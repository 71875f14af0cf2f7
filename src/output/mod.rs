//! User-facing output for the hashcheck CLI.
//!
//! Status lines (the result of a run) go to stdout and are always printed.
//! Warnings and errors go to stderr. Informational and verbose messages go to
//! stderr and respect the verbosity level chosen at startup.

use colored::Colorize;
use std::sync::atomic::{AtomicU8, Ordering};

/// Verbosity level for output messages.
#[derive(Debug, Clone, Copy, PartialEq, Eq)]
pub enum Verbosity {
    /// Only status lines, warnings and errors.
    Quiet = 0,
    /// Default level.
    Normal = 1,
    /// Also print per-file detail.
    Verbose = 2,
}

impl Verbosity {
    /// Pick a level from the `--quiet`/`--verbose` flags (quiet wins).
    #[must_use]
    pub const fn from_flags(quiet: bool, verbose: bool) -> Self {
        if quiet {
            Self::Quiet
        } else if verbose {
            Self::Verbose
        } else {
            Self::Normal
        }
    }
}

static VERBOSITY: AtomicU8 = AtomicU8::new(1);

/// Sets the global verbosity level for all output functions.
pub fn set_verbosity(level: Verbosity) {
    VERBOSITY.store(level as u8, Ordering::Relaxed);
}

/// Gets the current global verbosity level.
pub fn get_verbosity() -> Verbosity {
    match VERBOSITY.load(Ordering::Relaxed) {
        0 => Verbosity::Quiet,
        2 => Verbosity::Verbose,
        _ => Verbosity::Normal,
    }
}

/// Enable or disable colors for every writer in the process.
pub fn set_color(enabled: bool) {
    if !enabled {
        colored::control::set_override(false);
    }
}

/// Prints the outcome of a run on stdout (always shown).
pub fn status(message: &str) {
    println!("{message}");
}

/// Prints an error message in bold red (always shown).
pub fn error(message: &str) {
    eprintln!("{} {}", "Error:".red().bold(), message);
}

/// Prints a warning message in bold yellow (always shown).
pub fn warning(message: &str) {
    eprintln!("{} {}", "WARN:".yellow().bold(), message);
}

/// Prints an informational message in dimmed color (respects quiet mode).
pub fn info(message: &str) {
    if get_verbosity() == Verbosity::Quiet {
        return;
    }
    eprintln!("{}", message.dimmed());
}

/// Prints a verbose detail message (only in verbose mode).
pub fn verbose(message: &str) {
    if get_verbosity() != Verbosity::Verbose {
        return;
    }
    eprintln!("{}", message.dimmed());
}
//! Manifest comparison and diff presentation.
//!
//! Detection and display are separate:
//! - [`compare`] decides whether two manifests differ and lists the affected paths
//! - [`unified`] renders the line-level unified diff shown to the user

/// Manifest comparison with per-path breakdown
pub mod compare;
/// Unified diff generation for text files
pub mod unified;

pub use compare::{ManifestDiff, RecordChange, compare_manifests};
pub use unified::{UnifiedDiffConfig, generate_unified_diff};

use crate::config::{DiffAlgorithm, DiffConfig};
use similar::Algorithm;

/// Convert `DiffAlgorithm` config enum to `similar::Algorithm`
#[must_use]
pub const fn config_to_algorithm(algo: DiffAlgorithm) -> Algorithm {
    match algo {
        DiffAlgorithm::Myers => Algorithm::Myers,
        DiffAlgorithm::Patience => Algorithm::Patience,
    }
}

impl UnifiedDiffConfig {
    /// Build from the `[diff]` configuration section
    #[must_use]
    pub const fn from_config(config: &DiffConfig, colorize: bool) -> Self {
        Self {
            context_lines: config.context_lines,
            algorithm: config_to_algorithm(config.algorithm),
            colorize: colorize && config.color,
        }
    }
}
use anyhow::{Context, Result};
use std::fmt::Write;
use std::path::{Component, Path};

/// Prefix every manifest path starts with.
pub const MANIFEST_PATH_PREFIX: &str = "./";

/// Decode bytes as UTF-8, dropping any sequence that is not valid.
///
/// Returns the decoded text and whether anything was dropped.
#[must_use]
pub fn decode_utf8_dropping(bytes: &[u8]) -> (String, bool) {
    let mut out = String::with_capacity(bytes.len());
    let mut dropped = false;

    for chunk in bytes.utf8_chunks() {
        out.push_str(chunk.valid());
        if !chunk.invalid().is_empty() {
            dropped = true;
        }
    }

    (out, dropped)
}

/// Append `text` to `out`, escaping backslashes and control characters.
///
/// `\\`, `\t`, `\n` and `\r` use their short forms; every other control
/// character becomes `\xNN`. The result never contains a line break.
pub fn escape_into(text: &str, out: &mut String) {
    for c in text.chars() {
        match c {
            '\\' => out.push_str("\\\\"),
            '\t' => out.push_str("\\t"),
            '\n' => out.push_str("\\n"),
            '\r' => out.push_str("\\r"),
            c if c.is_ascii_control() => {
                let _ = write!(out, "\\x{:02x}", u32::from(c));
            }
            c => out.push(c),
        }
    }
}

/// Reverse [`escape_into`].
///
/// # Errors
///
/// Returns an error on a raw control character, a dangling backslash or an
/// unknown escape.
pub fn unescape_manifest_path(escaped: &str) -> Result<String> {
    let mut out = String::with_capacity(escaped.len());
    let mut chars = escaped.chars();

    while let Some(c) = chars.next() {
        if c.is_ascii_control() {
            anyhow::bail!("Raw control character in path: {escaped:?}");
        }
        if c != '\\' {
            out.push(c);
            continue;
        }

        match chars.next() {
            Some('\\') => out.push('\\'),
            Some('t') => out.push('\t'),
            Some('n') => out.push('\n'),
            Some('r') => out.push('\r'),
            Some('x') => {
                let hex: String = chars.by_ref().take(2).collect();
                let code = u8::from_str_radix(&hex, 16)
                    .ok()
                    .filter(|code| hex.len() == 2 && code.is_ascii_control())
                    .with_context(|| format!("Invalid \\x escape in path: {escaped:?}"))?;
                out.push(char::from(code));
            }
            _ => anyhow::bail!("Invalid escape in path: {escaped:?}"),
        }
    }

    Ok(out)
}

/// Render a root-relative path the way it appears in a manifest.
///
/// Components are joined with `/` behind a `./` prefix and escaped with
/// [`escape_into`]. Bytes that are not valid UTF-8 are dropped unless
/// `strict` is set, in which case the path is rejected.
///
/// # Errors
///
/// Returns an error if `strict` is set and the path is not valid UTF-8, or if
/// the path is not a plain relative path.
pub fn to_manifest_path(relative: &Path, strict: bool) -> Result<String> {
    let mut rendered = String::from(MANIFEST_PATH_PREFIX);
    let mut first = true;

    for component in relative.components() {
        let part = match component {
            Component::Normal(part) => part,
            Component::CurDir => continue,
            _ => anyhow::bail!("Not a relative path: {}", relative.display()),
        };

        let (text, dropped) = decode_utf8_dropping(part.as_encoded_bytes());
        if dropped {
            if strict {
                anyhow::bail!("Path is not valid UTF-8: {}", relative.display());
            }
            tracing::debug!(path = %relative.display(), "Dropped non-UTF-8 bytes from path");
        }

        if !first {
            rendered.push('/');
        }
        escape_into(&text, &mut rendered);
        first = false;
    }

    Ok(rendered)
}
########
▶ **Aim of the task**
The answer must consist of every line above that contains the word "level".

▶ **Solution to this exercise**
//! stderr and respect the verbosity level chosen at startup.
/// Verbosity level for output messages.
    /// Default level.
    /// Pick a level from the `--quiet`/`--verbose` flags (quiet wins).
/// Sets the global verbosity level for all output functions.
pub fn set_verbosity(level: Verbosity) {
    VERBOSITY.store(level as u8, Ordering::Relaxed);
/// Gets the current global verbosity level.
//! - [`unified`] renders the line-level unified diff shown to the user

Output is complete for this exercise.